[Material to process Boundary: Start]

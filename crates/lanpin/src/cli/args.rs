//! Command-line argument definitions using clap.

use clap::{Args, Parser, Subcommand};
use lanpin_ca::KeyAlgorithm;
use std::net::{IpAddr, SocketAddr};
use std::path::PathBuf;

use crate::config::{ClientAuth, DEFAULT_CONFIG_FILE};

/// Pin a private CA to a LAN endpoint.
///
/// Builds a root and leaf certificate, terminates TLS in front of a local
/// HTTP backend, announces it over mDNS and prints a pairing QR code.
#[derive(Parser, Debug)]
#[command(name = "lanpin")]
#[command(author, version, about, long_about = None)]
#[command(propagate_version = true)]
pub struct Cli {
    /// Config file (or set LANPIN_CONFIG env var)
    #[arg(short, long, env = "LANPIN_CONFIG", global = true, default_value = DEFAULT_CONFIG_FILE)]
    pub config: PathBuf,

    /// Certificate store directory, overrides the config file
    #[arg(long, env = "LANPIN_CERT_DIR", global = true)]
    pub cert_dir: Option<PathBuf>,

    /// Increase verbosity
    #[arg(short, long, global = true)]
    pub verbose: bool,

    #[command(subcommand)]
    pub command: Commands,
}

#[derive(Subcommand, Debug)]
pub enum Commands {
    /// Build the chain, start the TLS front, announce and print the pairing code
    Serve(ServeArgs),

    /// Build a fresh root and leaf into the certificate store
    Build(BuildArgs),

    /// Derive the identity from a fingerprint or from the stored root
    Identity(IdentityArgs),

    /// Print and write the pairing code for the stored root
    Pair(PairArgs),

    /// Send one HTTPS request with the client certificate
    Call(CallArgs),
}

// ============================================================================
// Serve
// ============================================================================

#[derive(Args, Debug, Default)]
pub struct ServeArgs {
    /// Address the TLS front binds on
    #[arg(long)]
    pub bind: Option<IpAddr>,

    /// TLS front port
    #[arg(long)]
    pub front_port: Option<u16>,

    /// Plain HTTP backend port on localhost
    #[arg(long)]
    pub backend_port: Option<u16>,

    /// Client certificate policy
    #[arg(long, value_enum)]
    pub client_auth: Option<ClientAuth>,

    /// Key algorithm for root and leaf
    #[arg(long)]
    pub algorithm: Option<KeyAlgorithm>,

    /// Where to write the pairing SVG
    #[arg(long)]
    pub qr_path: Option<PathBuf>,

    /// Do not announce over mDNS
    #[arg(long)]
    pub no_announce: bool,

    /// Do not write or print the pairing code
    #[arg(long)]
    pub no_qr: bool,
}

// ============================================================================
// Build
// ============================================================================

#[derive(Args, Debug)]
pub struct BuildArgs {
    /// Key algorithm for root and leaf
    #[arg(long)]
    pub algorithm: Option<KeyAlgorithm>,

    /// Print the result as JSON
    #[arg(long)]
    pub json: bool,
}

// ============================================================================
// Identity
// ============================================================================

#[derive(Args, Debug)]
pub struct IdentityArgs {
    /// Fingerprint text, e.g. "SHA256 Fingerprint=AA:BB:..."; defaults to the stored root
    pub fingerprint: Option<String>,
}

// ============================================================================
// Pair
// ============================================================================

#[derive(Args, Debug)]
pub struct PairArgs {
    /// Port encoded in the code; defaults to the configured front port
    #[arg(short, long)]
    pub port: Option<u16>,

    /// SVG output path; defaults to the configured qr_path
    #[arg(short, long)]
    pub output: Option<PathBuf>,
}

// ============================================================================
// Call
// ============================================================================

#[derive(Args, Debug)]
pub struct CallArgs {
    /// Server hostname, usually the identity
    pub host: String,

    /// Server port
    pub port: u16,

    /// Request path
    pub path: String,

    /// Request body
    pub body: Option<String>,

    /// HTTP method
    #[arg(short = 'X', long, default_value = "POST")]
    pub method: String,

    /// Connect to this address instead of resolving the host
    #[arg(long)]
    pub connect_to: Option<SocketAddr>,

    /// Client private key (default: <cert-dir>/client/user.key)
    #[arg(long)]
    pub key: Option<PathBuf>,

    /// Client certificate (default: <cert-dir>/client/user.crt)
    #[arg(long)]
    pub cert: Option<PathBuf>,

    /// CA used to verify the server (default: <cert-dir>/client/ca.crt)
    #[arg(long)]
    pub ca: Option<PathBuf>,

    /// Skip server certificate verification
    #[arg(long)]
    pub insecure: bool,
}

[Material to process Boundary: End]

◆ The task:
All lines above from the line with "a LAN endpoint." through the line with "pub struct Cli", both included, are to be set down exactly, with nothing else.

◆ Finished task:
/// Pin a private CA to a LAN endpoint.
///
/// Builds a root and leaf certificate, terminates TLS in front of a local
/// HTTP backend, announces it over mDNS and prints a pairing QR code.
#[derive(Parser, Debug)]
#[command(name = "lanpin")]
#[command(author, version, about, long_about = None)]
#[command(propagate_version = true)]
pub struct Cli {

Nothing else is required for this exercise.